WORK REQUEST
As you look over the data below, please find each line where the word "enum" appears, then copy it.

Collected data entries:
^^^^^^^^

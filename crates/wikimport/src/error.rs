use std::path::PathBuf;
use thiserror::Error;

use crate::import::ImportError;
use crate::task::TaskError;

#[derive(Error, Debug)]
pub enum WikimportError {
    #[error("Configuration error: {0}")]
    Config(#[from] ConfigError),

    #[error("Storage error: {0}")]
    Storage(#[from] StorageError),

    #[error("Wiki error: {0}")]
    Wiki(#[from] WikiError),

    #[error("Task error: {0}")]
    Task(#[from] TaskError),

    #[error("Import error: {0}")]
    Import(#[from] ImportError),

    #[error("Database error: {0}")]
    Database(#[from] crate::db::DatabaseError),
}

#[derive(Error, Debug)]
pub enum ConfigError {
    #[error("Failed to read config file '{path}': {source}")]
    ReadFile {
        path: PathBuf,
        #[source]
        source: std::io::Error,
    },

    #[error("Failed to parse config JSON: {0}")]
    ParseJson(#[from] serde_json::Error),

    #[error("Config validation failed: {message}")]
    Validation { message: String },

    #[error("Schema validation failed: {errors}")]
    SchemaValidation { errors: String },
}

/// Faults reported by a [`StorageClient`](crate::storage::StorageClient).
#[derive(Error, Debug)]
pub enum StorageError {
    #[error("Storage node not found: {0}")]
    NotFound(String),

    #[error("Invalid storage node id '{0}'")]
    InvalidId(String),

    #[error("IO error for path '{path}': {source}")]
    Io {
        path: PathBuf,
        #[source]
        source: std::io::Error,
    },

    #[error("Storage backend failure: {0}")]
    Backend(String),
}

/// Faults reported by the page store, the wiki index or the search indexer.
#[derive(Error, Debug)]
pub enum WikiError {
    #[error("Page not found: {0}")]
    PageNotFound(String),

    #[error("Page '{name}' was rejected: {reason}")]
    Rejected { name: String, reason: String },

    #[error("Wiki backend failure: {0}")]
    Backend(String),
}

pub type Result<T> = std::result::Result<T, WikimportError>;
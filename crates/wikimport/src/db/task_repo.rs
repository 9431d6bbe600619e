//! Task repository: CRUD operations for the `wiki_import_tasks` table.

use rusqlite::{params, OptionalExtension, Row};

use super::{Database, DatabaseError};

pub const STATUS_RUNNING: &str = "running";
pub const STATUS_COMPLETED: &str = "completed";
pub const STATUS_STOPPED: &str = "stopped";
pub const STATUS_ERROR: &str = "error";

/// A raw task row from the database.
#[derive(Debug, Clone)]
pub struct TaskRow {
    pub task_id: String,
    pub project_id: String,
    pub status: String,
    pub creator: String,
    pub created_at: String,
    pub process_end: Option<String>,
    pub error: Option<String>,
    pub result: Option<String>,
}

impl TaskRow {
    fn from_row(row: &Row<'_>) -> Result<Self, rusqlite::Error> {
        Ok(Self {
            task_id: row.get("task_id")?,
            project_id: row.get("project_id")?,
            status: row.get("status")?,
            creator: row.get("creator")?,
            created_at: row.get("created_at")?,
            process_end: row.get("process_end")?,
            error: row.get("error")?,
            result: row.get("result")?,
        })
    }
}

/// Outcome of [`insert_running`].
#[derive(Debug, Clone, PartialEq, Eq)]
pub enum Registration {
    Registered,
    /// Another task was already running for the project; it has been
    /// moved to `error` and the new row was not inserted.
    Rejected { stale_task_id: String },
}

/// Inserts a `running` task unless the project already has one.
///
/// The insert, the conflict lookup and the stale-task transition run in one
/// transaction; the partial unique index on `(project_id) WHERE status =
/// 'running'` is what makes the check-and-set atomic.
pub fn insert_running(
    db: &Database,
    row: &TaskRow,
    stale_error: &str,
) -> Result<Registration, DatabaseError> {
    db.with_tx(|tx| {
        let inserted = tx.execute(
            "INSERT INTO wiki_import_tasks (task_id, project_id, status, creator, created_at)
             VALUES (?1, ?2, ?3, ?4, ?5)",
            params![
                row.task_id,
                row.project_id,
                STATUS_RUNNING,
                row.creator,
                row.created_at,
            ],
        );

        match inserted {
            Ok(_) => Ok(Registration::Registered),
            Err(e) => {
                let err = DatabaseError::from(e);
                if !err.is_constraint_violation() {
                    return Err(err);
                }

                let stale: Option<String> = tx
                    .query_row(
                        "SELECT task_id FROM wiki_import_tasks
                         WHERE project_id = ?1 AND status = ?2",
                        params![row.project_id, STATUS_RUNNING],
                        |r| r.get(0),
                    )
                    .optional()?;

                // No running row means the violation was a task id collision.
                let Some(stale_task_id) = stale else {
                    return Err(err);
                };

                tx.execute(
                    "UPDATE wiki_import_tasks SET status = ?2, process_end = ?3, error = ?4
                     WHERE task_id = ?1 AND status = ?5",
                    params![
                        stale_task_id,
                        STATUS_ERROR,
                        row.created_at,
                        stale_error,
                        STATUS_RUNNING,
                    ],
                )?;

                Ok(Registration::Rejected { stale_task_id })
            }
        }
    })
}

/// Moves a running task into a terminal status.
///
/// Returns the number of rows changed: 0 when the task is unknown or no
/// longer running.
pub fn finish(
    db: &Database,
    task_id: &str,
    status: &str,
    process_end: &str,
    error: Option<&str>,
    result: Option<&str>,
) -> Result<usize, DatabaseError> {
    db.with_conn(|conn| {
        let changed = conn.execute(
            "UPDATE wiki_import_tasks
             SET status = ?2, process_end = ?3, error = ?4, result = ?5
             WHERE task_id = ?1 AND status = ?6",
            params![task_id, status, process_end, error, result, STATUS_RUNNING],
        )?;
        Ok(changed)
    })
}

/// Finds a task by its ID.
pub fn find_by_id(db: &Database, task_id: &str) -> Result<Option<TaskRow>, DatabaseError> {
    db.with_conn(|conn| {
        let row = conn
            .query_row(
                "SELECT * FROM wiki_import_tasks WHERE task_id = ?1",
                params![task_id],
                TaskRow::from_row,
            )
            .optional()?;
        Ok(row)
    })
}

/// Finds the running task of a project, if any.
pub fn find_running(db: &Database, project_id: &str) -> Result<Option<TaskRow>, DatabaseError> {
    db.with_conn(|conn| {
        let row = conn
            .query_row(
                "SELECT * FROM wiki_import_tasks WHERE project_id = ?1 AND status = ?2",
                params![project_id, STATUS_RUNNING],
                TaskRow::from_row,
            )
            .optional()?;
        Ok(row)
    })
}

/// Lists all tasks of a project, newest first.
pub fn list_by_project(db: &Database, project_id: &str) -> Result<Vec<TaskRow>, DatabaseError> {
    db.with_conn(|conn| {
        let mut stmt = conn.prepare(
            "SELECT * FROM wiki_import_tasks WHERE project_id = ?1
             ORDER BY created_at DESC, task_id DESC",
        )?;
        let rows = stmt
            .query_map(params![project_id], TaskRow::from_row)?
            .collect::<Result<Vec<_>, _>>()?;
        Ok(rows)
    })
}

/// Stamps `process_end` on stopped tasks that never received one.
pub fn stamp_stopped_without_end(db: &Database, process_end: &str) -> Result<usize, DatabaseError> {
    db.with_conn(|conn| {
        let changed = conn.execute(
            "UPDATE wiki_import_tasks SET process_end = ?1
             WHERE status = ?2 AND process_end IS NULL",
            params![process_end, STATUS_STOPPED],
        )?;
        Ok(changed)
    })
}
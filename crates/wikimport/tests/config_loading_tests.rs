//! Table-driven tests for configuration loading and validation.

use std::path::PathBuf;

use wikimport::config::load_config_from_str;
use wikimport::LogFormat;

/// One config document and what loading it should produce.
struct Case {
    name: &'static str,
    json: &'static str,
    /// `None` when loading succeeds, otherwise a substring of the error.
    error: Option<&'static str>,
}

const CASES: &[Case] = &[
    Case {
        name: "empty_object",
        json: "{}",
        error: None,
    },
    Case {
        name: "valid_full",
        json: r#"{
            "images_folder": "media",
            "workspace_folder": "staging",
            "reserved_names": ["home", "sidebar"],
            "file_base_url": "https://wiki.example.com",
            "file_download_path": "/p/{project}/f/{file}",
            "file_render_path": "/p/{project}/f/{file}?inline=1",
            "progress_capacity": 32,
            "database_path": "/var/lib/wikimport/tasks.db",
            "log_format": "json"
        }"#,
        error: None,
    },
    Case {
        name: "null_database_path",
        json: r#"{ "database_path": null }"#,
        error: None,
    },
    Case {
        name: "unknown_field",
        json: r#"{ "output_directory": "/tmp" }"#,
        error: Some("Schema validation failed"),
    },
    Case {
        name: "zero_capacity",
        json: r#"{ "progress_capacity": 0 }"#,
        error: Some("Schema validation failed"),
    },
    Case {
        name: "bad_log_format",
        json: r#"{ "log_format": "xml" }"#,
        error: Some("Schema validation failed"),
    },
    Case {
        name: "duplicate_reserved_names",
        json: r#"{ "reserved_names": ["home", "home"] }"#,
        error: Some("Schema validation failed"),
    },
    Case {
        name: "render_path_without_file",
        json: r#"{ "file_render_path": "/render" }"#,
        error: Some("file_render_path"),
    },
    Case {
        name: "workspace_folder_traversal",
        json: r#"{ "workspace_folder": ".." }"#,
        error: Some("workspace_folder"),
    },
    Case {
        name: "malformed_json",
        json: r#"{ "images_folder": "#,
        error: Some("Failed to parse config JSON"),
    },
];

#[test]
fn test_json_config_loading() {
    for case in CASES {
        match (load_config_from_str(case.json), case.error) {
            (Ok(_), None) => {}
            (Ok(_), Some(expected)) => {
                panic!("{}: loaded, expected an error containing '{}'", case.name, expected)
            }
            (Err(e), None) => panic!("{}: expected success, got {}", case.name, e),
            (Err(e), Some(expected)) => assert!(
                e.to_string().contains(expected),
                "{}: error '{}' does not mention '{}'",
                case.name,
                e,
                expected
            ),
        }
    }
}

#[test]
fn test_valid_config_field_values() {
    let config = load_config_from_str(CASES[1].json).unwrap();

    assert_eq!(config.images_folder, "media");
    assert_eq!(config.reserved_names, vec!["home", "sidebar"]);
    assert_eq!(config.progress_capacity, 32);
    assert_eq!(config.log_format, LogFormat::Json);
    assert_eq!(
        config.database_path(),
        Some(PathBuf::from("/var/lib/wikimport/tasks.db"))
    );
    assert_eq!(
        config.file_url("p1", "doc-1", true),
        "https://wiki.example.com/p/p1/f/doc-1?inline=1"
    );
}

^^^^^^^^

TASK SOLUTION
pub enum WikimportError {
pub enum ConfigError {
pub enum StorageError {
pub enum WikiError {
pub enum Registration {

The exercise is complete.